Through the current electoral support project entitled Strengthening Electoral Processes in Kenya (SEPK), supported by the European Union (EU), the Department for International Development (DFID) of the United Kingdom and the United States Agency for International Development (USAID), the UN is supporting institutional strengthening, professional development, procurement and the use of information and communication technology for the 2017 elections.
The UN is also working with various stakeholders such as the National Cohesion and Integration Commission (NCIC), faith-based organizations, and civil society groups towards peace building, conflict prevention, and on early-warning and response mechanisms.
These investments will only yield fruit if there is a genuine desire to carry out a peaceful election. For those seeking elective office, the elections must not be a zero-sum game, and the welfare of the country must supersede individual gain.

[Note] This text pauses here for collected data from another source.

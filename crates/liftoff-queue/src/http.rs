//! HTTP client for the queue and index services
//!
//! Requests go through the worker's local proxy, which attaches
//! credentials, so no authentication happens here.

use std::time::Duration;

use reqwest::{Client, Method, StatusCode};
use serde::de::DeserializeOwned;
use serde_json::Value;
use tracing::debug;
use url::Url;

use crate::error::{QueueError, Result};
use crate::traits::QueueService;
use crate::types::IndexedTask;

/// Endpoints and timeout for [`HttpQueue`]
#[derive(Debug, Clone)]
pub struct HttpQueueConfig {
    /// Queue service base URL (e.g. `http://taskcluster/queue/v1`)
    pub queue_url: String,

    /// Index service base URL (e.g. `http://taskcluster/index/v1`)
    pub index_url: String,

    /// Per-request timeout
    pub timeout: Duration,
}

/// Queue client speaking the REST API
pub struct HttpQueue {
    client: Client,
    queue_url: Url,
    index_url: Url,
}

impl HttpQueue {
    /// Create a new client
    pub fn new(config: HttpQueueConfig) -> Result<Self> {
        let client = Client::builder().timeout(config.timeout).build()?;

        Ok(Self {
            client,
            queue_url: base_url(&config.queue_url)?,
            index_url: base_url(&config.index_url)?,
        })
    }

    fn task_url(&self, base: &Url, id: &str) -> Result<Url> {
        Ok(base.join(&format!("task/{}", id))?)
    }

    async fn request<T: DeserializeOwned>(
        &self,
        method: Method,
        url: Url,
        body: Option<&Value>,
    ) -> Result<(StatusCode, Option<T>)> {
        debug!("Making {} request to {}", method, url);

        let mut request = self.client.request(method, url);
        if let Some(body) = body {
            request = request.json(body);
        }

        let response = request.send().await?;
        let status = response.status();

        if status == StatusCode::NOT_FOUND {
            return Ok((status, None));
        }

        if !status.is_success() {
            let message = response.text().await.unwrap_or_default();
            return Err(QueueError::ApiError {
                status: status.as_u16(),
                message,
            });
        }

        Ok((status, Some(response.json().await?)))
    }
}

/// Parse a base URL so relative joins append instead of replacing the last segment
fn base_url(raw: &str) -> Result<Url> {
    let mut raw = raw.to_string();
    if !raw.ends_with('/') {
        raw.push('/');
    }
    Ok(Url::parse(&raw)?)
}

#[async_trait::async_trait]
impl QueueService for HttpQueue {
    fn name(&self) -> &str {
        "http"
    }

    async fn create_task(&self, task_id: &str, definition: &Value) -> Result<Value> {
        let url = self.task_url(&self.queue_url, task_id)?;
        let (status, body) = self.request(Method::PUT, url, Some(definition)).await?;
        body.ok_or_else(|| QueueError::ApiError {
            status: status.as_u16(),
            message: format!("queue endpoint not found while creating {}", task_id),
        })
    }

    async fn task(&self, task_id: &str) -> Result<Value> {
        let url = self.task_url(&self.queue_url, task_id)?;
        let (_, body) = self.request(Method::GET, url, None).await?;
        body.ok_or_else(|| QueueError::TaskNotFound(task_id.to_string()))
    }

    async fn find_task(&self, index_path: &str) -> Result<IndexedTask> {
        let url = self.task_url(&self.index_url, index_path)?;
        let (_, body) = self.request(Method::GET, url, None).await?;
        body.ok_or_else(|| QueueError::IndexNotFound(index_path.to_string()))
    }
}

#[cfg(test)]
mod tests {
    use super::*;

    fn client() -> HttpQueue {
        HttpQueue::new(HttpQueueConfig {
            queue_url: "http://taskcluster/queue/v1".to_string(),
            index_url: "http://taskcluster/index/v1/".to_string(),
            timeout: Duration::from_secs(5),
        })
        .unwrap()
    }

    #[test]
    fn test_task_url_appends_to_base() {
        let queue = client();
        let url = queue.task_url(&queue.queue_url, "abc123").unwrap();
        assert_eq!(url.as_str(), "http://taskcluster/queue/v1/task/abc123");
    }

    #[test]
    fn test_index_url_keeps_dotted_namespace() {
        let queue = client();
        let url = queue
            .task_url(&queue.index_url, "project.mobile.fenix.latest")
            .unwrap();
        assert_eq!(
            url.as_str(),
            "http://taskcluster/index/v1/task/project.mobile.fenix.latest"
        );
    }

    #[test]
    fn test_invalid_base_url() {
        let result = HttpQueue::new(HttpQueueConfig {
            queue_url: "not a url".to_string(),
            index_url: "http://taskcluster/index/v1".to_string(),
            timeout: Duration::from_secs(5),
        });
        assert!(matches!(result, Err(QueueError::InvalidUrl(_))));
    }
}
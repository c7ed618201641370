//! Configuration loading

use std::path::{Path, PathBuf};

use tracing::{debug, info, warn};

use crate::error::{ConfigError, Result};

use super::defaults::{config_file_names, CONFIG_SUBDIR};
use super::types::Config;
use super::validation::validate_config;

/// Load configuration from a file
pub fn load_config(path: &Path) -> Result<Config> {
    let format = if path.extension().is_some_and(|e| e == "toml") {
        "TOML"
    } else {
        "YAML"
    };
    info!(path = %path.display(), format, "loading config");

    let content = std::fs::read_to_string(path).map_err(ConfigError::Io)?;

    let config: Config = if format == "TOML" {
        toml::from_str(&content).map_err(ConfigError::TomlError)?
    } else {
        serde_yaml::from_str(&content).map_err(ConfigError::YamlError)?
    };

    validate_config(&config)?;
    debug!(path = %path.display(), "config loaded and validated");
    Ok(config)
}

/// Find configuration file in directory or parent directories.
///
/// At each directory level the search checks `<dir>/<name>` and then
/// `<dir>/.taskcluster/<name>`. The first match wins.
pub fn find_config(start_dir: &Path) -> Option<PathBuf> {
    debug!(start_dir = %start_dir.display(), "searching for config file");
    let mut current = start_dir.to_path_buf();

    loop {
        for name in config_file_names() {
            let config_path = current.join(name);
            if config_path.exists() {
                info!(path = %config_path.display(), "found config file");
                return Some(config_path);
            }

            let nested_path = current.join(CONFIG_SUBDIR).join(name);
            if nested_path.exists() {
                info!(path = %nested_path.display(), "found config file in {}/", CONFIG_SUBDIR);
                return Some(nested_path);
            }
        }

        if !current.pop() {
            break;
        }
    }

    debug!("no config file found");
    None
}

/// Load configuration from directory (searching parent directories)
pub fn load_config_from_dir(dir: &Path) -> Result<(Config, PathBuf)> {
    let config_path = find_config(dir).ok_or_else(|| ConfigError::NotFound(dir.to_path_buf()))?;

    let config = load_config(&config_path)?;
    Ok((config, config_path))
}

/// Load configuration, falling back to defaults only when no file exists.
///
/// A config file that exists but fails to parse or validate is an error.
pub fn load_config_or_default(dir: &Path) -> Result<(Config, Option<PathBuf>)> {
    match find_config(dir) {
        Some(path) => {
            let config = load_config(&path)?;
            Ok((config, Some(path)))
        }
        None => {
            warn!(dir = %dir.display(), "no config found, using defaults");
            Ok((Config::default(), None))
        }
    }
}
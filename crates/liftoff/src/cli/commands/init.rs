//! Init command

use std::path::{Path, PathBuf};

use clap::Args;
use tracing::info;

use liftoff_core::config::{default_config_toml, DEFAULT_CONFIG_TOML};

use crate::cli::output;
use crate::cli::{Cli, OutputFormat};

/// Write a default liftoff.toml
#[derive(Debug, Args)]
pub struct InitCommand {
    /// Force overwrite existing configuration
    #[arg(short, long)]
    pub force: bool,

    /// Output file path
    #[arg(short, long)]
    pub output: Option<PathBuf>,
}

impl InitCommand {
    /// Execute the init command
    pub fn execute(&self, cli: &Cli) -> anyhow::Result<()> {
        info!(force = self.force, "executing init command");
        let cwd = std::env::current_dir()?;
        let config_path = self
            .output
            .clone()
            .unwrap_or_else(|| cwd.join(DEFAULT_CONFIG_TOML));

        write_default_config(&config_path, self.force)?;

        match cli.format {
            OutputFormat::Json => {
                let result = serde_json::json!({
                    "config_path": config_path.to_string_lossy(),
                });
                println!("{}", serde_json::to_string_pretty(&result)?);
            }
            OutputFormat::Text => {
                if !cli.quiet {
                    output::success(&format!(
                        "Created {}",
                        output::path_style().apply_to(config_path.display())
                    ));
                }
            }
        }

        Ok(())
    }
}

fn write_default_config(path: &Path, force: bool) -> anyhow::Result<()> {
    if path.exists() && !force {
        anyhow::bail!(
            "Configuration file already exists at {}. Use --force to overwrite.",
            path.display()
        );
    }
    std::fs::write(path, default_config_toml())?;
    Ok(())
}
//! Signing and store-publishing tasks

use chrono::Datelike;
use liftoff_core::Architecture;

use super::{TaskBuilder, TaskTemplate};
use crate::task::{
    JobKind, Payload, PublishPayload, SigningPayload, TaskDefinition, Treeherder,
    UpstreamArtifacts,
};

const DEP_SIGNING_WORKER: &str = "mobile-signing-dep-v1";
const RELEASE_SIGNING_WORKER: &str = "mobile-signing-v1";
const DEP_PUSH_WORKER: &str = "mobile-pushapk-dep-v1";
const RELEASE_PUSH_WORKER: &str = "mobile-pushapk-v1";

/// Index routes a signing task publishes
#[derive(Debug, Clone, Copy, Default, PartialEq, Eq)]
pub enum SigningIndex {
    /// No index routes
    #[default]
    None,
    /// Nightly namespace, always indexed
    Nightly,
    /// Performance-test namespace, indexed only for the canonical repository
    PerformanceTest(Architecture),
}

/// Signing of an upstream build's APKs
#[derive(Debug, Clone, Default)]
pub struct SigningTask {
    pub build_task_id: String,
    /// Artifact names of the upstream build to sign
    pub apks: Vec<String>,
    /// Tasks gating the signature besides the build
    pub dependencies: Vec<String>,
    pub index: SigningIndex,
}

/// Hand-off of signed APKs to the store
#[derive(Debug, Clone)]
pub struct PublishTask {
    pub signing_task_id: String,
    pub apks: Vec<String>,
    pub track: String,
    pub commit: bool,
}

impl Default for PublishTask {
    fn default() -> Self {
        Self {
            signing_task_id: String::new(),
            apks: Vec::new(),
            track: "nightly".to_string(),
            commit: false,
        }
    }
}

impl TaskBuilder {
    /// Index routes for a signing task. Forks of the canonical repository
    /// publish no index routes.
    pub fn signing_routes(&self, index: SigningIndex) -> Vec<String> {
        let project = self.project();
        let date = self.context.date();
        let (year, month, day) = (date.year(), date.month(), date.day());
        let commit = self.context.commit();

        if !self
            .context
            .is_canonical_repository(&self.config.project.canonical_repository)
        {
            return Vec::new();
        }

        match index {
            SigningIndex::None => Vec::new(),
            SigningIndex::Nightly => {
                let namespace = if self.context.is_staging() {
                    "staging-signed-nightly"
                } else {
                    "signed-nightly"
                };
                let base = format!("index.project.mobile.{}.{}.nightly", project, namespace);
                vec![
                    format!("{}.{}.{}.{}.latest", base, year, month, day),
                    format!("{}.{}.{}.{}.revision.{}", base, year, month, day, commit),
                    format!("{}.latest", base),
                ]
            }
            SigningIndex::PerformanceTest(arch) => {
                let base = format!("index.project.mobile.{}.v2.performance-test", project);
                vec![
                    format!("{}.{}.{}.{}.latest.{}", base, year, month, day, arch),
                    format!(
                        "{}.{}.{}.{}.revision.{}.{}",
                        base, year, month, day, commit, arch
                    ),
                    format!("{}.latest.{}", base, arch),
                ]
            }
        }
    }

    /// Sign the APKs of an upstream build
    pub fn signing(&self, task: &SigningTask) -> TaskDefinition {
        let project = self.project();
        let (worker_type, cert) = if self.context.is_staging() {
            (DEP_SIGNING_WORKER, "dep-signing")
        } else {
            (RELEASE_SIGNING_WORKER, "release-signing")
        };
        let format = &self.config.signing.format;

        let (name, group) = match task.index {
            SigningIndex::None => ("sign: release".to_string(), "release"),
            SigningIndex::Nightly => ("sign: nightly".to_string(), "nightly"),
            SigningIndex::PerformanceTest(arch) => {
                (format!("sign: performance-test ({})", arch), "performance")
            }
        };

        let payload = Payload::Signing(SigningPayload {
            upstream_artifacts: vec![UpstreamArtifacts {
                paths: task.apks.clone(),
                formats: vec![format.clone()],
                task_id: task.build_task_id.clone(),
                task_type: "build".to_string(),
            }],
            features: Default::default(),
        });

        let mut dependencies = vec![task.build_task_id.clone()];
        dependencies.extend(task.dependencies.iter().cloned());

        let template = TaskTemplate::new(
            name,
            format!("Sign {} APKs", project),
            self.config.project.scriptworker_provisioner.clone(),
            worker_type,
            payload,
        )
        .with_dependencies(dependencies)
        .with_routes(self.signing_routes(task.index))
        .with_scopes([
            format!("project:mobile:{}:releng:signing:format:{}", project, format),
            format!("project:mobile:{}:releng:signing:cert:{}", project, cert),
        ])
        .with_treeherder(
            Treeherder::new("Bs", "android-all", JobKind::Other).with_group(group),
        );

        self.finalize(template)
    }

    /// Push signed APKs to the store
    pub fn publish(&self, task: &PublishTask) -> TaskDefinition {
        let project = self.project();
        let (worker_type, suffix) = if self.context.is_staging() {
            (DEP_PUSH_WORKER, ":dep")
        } else {
            (RELEASE_PUSH_WORKER, "")
        };

        let payload = Payload::Publish(PublishPayload {
            commit: task.commit,
            track: task.track.clone(),
            upstream_artifacts: vec![UpstreamArtifacts {
                paths: task.apks.clone(),
                formats: Vec::new(),
                task_id: task.signing_task_id.clone(),
                task_type: "signing".to_string(),
            }],
            features: Default::default(),
        });

        let template = TaskTemplate::new(
            format!("publish: {}", task.track),
            format!("Publish {} to the {} track", project, task.track),
            self.config.project.scriptworker_provisioner.clone(),
            worker_type,
            payload,
        )
        .with_dependencies([task.signing_task_id.clone()])
        .with_scopes([format!(
            "project:mobile:{}:releng:googleplay:product:{}{}",
            project, project, suffix
        )])
        .with_treeherder(Treeherder::new("gp", "android-all", JobKind::Other));

        self.finalize(template)
    }
}

#[cfg(test)]
mod tests {
    use super::super::tests::{assert_shared_invariants, builder, context};
    use super::*;
    use liftoff_core::Config;

    fn signing_task(index: SigningIndex) -> SigningTask {
        SigningTask {
            build_task_id: "build".to_string(),
            apks: vec!["public/app-arm-nightly-unsigned.apk".to_string()],
            dependencies: vec!["test".to_string(), "lint".to_string()],
            index,
        }
    }

    #[test]
    fn test_staging_signing_uses_dep_pool_and_cert() {
        let task = builder(true).signing(&signing_task(SigningIndex::None));
        assert_shared_invariants(&task);
        assert_eq!(task.worker_type, "mobile-signing-dep-v1");
        assert_eq!(task.provisioner_id, "scriptworker-prov-v1");
        assert!(task
            .scopes
            .contains(&"project:mobile:fenix:releng:signing:cert:dep-signing".to_string()));
        assert!(task
            .scopes
            .contains(&"project:mobile:fenix:releng:signing:format:autograph_apk".to_string()));
    }

    #[test]
    fn test_release_signing_uses_release_pool_and_cert() {
        let task = builder(false).signing(&signing_task(SigningIndex::None));
        assert_eq!(task.worker_type, "mobile-signing-v1");
        assert!(task
            .scopes
            .contains(&"project:mobile:fenix:releng:signing:cert:release-signing".to_string()));
        assert!(task.features().is_empty());
    }

    #[test]
    fn test_signing_payload_and_dependencies() {
        let task = builder(false).signing(&signing_task(SigningIndex::None));
        assert_eq!(
            task.dependencies,
            vec![
                super::super::tests::ANCHOR.to_string(),
                "build".to_string(),
                "test".to_string(),
                "lint".to_string(),
            ]
        );

        let value = serde_json::to_value(&task.payload).unwrap();
        assert_eq!(value["upstreamArtifacts"][0]["taskId"], "build");
        assert_eq!(value["upstreamArtifacts"][0]["formats"][0], "autograph_apk");
        assert_eq!(
            value["upstreamArtifacts"][0]["paths"][0],
            "public/app-arm-nightly-unsigned.apk"
        );
    }

    #[test]
    fn test_nightly_routes_vary_by_staging() {
        let release = builder(false).signing(&signing_task(SigningIndex::Nightly));
        assert!(release.routes.contains(
            &"index.project.mobile.fenix.signed-nightly.nightly.2019.3.7.latest".to_string()
        ));
        assert!(release.routes.contains(
            &"index.project.mobile.fenix.signed-nightly.nightly.2019.3.7.revision.abcdef0123456789"
                .to_string()
        ));
        assert!(release
            .routes
            .contains(&"index.project.mobile.fenix.signed-nightly.nightly.latest".to_string()));

        let staging = builder(true).signing(&signing_task(SigningIndex::Nightly));
        assert!(staging.routes.contains(
            &"index.project.mobile.fenix.staging-signed-nightly.nightly.latest".to_string()
        ));
    }

    #[test]
    fn test_performance_routes_only_for_canonical_repository() {
        let index = SigningIndex::PerformanceTest(Architecture::Arm);
        let canonical = builder(false).signing_routes(index);
        assert_eq!(
            canonical,
            vec![
                "index.project.mobile.fenix.v2.performance-test.2019.3.7.latest.arm".to_string(),
                "index.project.mobile.fenix.v2.performance-test.2019.3.7.revision.abcdef0123456789.arm"
                    .to_string(),
                "index.project.mobile.fenix.v2.performance-test.latest.arm".to_string(),
            ]
        );

        let mut config = Config::default();
        config.project.canonical_repository = "https://github.com/someone-else/fenix".to_string();
        let fork = TaskBuilder::new(context(false), config);
        assert!(fork.signing_routes(index).is_empty());
    }

    #[test]
    fn test_nightly_signing_on_fork_has_no_routes() {
        let mut config = Config::default();
        config.project.canonical_repository = "https://github.com/someone-else/fenix".to_string();
        let fork = TaskBuilder::new(context(false), config.clone());
        assert!(fork.signing_routes(SigningIndex::Nightly).is_empty());

        let staging_fork = TaskBuilder::new(context(true), config);
        let task = staging_fork.signing(&signing_task(SigningIndex::Nightly));
        assert_eq!(
            task.routes,
            vec!["tc-treeherder.v2.fenix.abcdef0123456789".to_string()]
        );
    }

    #[test]
    fn test_publish_pools_and_scopes() {
        let publish_task = PublishTask {
            signing_task_id: "signing".to_string(),
            apks: vec!["public/app-arm-nightly-unsigned.apk".to_string()],
            ..PublishTask::default()
        };

        let release = builder(false).publish(&publish_task);
        assert_shared_invariants(&release);
        assert_eq!(release.worker_type, "mobile-pushapk-v1");
        assert_eq!(
            release.scopes,
            vec!["project:mobile:fenix:releng:googleplay:product:fenix".to_string()]
        );
        let value = serde_json::to_value(&release.payload).unwrap();
        assert_eq!(value["google_play_track"], "nightly");
        assert_eq!(value["upstreamArtifacts"][0]["taskType"], "signing");

        let staging = builder(true).publish(&publish_task);
        assert_eq!(staging.worker_type, "mobile-pushapk-dep-v1");
        assert_eq!(
            staging.scopes,
            vec!["project:mobile:fenix:releng:googleplay:product:fenix:dep".to_string()]
        );
    }
}
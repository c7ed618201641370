//! Queue service clients for Liftoff
//!
//! The build-orchestration queue is an external collaborator. This crate
//! defines the [`QueueService`] seam the submitter talks to, plus two
//! implementations:
//!
//! - [`HttpQueue`]: the REST API, reached through the worker proxy
//! - [`InMemoryQueue`]: a recording stand-in used for dry runs and tests

pub mod error;
pub mod http;
pub mod memory;
pub mod traits;
pub mod types;

pub use error::QueueError;
pub use http::{HttpQueue, HttpQueueConfig};
pub use memory::InMemoryQueue;
pub use traits::QueueService;
pub use types::{IndexedTask, QueueCall};
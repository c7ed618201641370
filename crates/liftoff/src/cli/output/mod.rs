//! Output formatting utilities

use console::{style, Style};
use liftoff_tasks::{SubmitEvent, SubmitReporter};

/// Print a success message
pub fn success(message: &str) {
    println!("{} {}", style("✓").green().bold(), message);
}

/// Print an error message
pub fn error(message: &str) {
    eprintln!("{} {}", style("✗").red().bold(), message);
}

/// Print a warning message
pub fn warning(message: &str) {
    println!("{} {}", style("!").yellow().bold(), message);
}

/// Print an info message
pub fn info(message: &str) {
    println!("{} {}", style("→").blue(), message);
}

/// Create a styled header
pub fn header(text: &str) -> String {
    style(text).bold().to_string()
}

/// Create a styled key-value line
pub fn key_value(key: &str, value: &str) -> String {
    format!("  {}: {}", style(key).dim(), value)
}

/// Style for task ids
pub fn id_style() -> Style {
    Style::new().yellow()
}

/// Style for paths
pub fn path_style() -> Style {
    Style::new().cyan()
}

/// Prints submission progress to the terminal.
///
/// Each definition is printed before it is sent and each queue response
/// after it arrives, so the log of a decision task shows exactly what
/// was scheduled.
#[derive(Debug, Default)]
pub struct ConsoleReporter;

impl SubmitReporter for ConsoleReporter {
    fn report(&self, event: &SubmitEvent) {
        match event {
            SubmitEvent::GroupStarted { group, task_count } => {
                println!();
                println!(
                    "{}",
                    header(&format!("Group {} ({} tasks)", group, task_count))
                );
            }
            SubmitEvent::Submitting { id, definition } => {
                info(&format!("Task {}", id_style().apply_to(id)));
                let rendered = serde_json::to_string_pretty(definition).unwrap_or_default();
                println!("{}", style(rendered).dim());
            }
            SubmitEvent::Created { id, response } => {
                success(&format!("Created {}", id_style().apply_to(id)));
                println!("{}", key_value("response", &response.to_string()));
            }
            SubmitEvent::Confirmed { .. } => {}
            SubmitEvent::Failed { id, error: message } => {
                error(&format!("{}: {}", id_style().apply_to(id), message));
            }
            SubmitEvent::Completed { total, duration } => {
                println!();
                success(&format!(
                    "Submitted {} tasks in {:.1}s",
                    total,
                    duration.as_secs_f64()
                ));
            }
        }
    }
}
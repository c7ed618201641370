//! Submission reporting

use std::sync::{Arc, Mutex};
use std::time::Duration;

use serde_json::Value;

/// Events emitted while a graph is submitted
#[derive(Debug, Clone)]
pub enum SubmitEvent {
    /// A group is about to be submitted
    GroupStarted { group: usize, task_count: usize },
    /// A task definition is about to be sent
    Submitting { id: String, definition: Value },
    /// The queue acknowledged a task
    Created { id: String, response: Value },
    /// The canonical definition was read back
    Confirmed { id: String },
    /// Submission of a task failed; the run stops
    Failed { id: String, error: String },
    /// Every task was created and confirmed
    Completed { total: usize, duration: Duration },
}

/// Trait for reporting submission progress
pub trait SubmitReporter: Send + Sync {
    fn report(&self, event: &SubmitEvent);
}

/// Logs every event through tracing
#[derive(Debug, Default)]
pub struct TracingReporter;

impl SubmitReporter for TracingReporter {
    fn report(&self, event: &SubmitEvent) {
        match event {
            SubmitEvent::GroupStarted { group, task_count } => {
                tracing::info!("Submitting group {} ({} tasks)", group, task_count);
            }
            SubmitEvent::Submitting { id, definition } => {
                let rendered = serde_json::to_string_pretty(definition).unwrap_or_default();
                tracing::debug!(task_id = %id, "Task definition:\n{}", rendered);
            }
            SubmitEvent::Created { id, response } => {
                tracing::info!(task_id = %id, "Queue response: {}", response);
            }
            SubmitEvent::Confirmed { id } => {
                tracing::debug!(task_id = %id, "canonical definition fetched");
            }
            SubmitEvent::Failed { id, error } => {
                tracing::error!(task_id = %id, "Submission failed: {}", error);
            }
            SubmitEvent::Completed { total, duration } => {
                tracing::info!(
                    "Submitted {} tasks in {:.1}s",
                    total,
                    duration.as_secs_f64()
                );
            }
        }
    }
}

/// Reporter that keeps events for later inspection
#[derive(Debug, Default)]
pub struct CollectingReporter {
    events: Mutex<Vec<SubmitEvent>>,
}

impl CollectingReporter {
    pub fn events(&self) -> Vec<SubmitEvent> {
        self.events.lock().map(|e| e.clone()).unwrap_or_default()
    }
}

impl SubmitReporter for CollectingReporter {
    fn report(&self, event: &SubmitEvent) {
        if let Ok(mut events) = self.events.lock() {
            events.push(event.clone());
        }
    }
}

/// Fans events out to several reporters
pub struct ReporterRegistry {
    reporters: Vec<Arc<dyn SubmitReporter>>,
}

impl ReporterRegistry {
    /// Registry with a [`TracingReporter`]
    pub fn new() -> Self {
        Self {
            reporters: vec![Arc::new(TracingReporter)],
        }
    }

    pub fn register(&mut self, reporter: Arc<dyn SubmitReporter>) {
        self.reporters.push(reporter);
    }
}

impl Default for ReporterRegistry {
    fn default() -> Self {
        Self::new()
    }
}

impl SubmitReporter for ReporterRegistry {
    fn report(&self, event: &SubmitEvent) {
        for reporter in &self.reporters {
            reporter.report(event);
        }
    }
}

Kenyans must start believing that elections do not mean destroying every gain made over the previous five years, and that political contestation is possible without violence. The youth must decide to carve out a better future for themselves and say no to politicians who misuse their energy and enthusiasm.
It must not be lost on them that the heaviest toll from election violence is always on the poor youth, most of whom are already affected by lack of opportunities and have little hope of coming out of poverty.
These young populations provide a demographic edge for economic prosperity, but they are also a powder keg, especially when political self-interests clash, that ignites violence and lawlessness. Today, there is no greater need than that of investing in their future in order to stay the country from degenerating into chaos whenever elections approach.
Kenya has made significant of strides in attracting foreign direct investment. For instance, the Tenth World Trade Organization Ministerial Conference that was held in Kenya last year cemented Kenya’s global significance and reinforced the belief that Kenya is open for business. However, a politically charged and polarized environment does not bode well for a conducive environment that attracts new investors, while at the same encouraging the old ones to stay put.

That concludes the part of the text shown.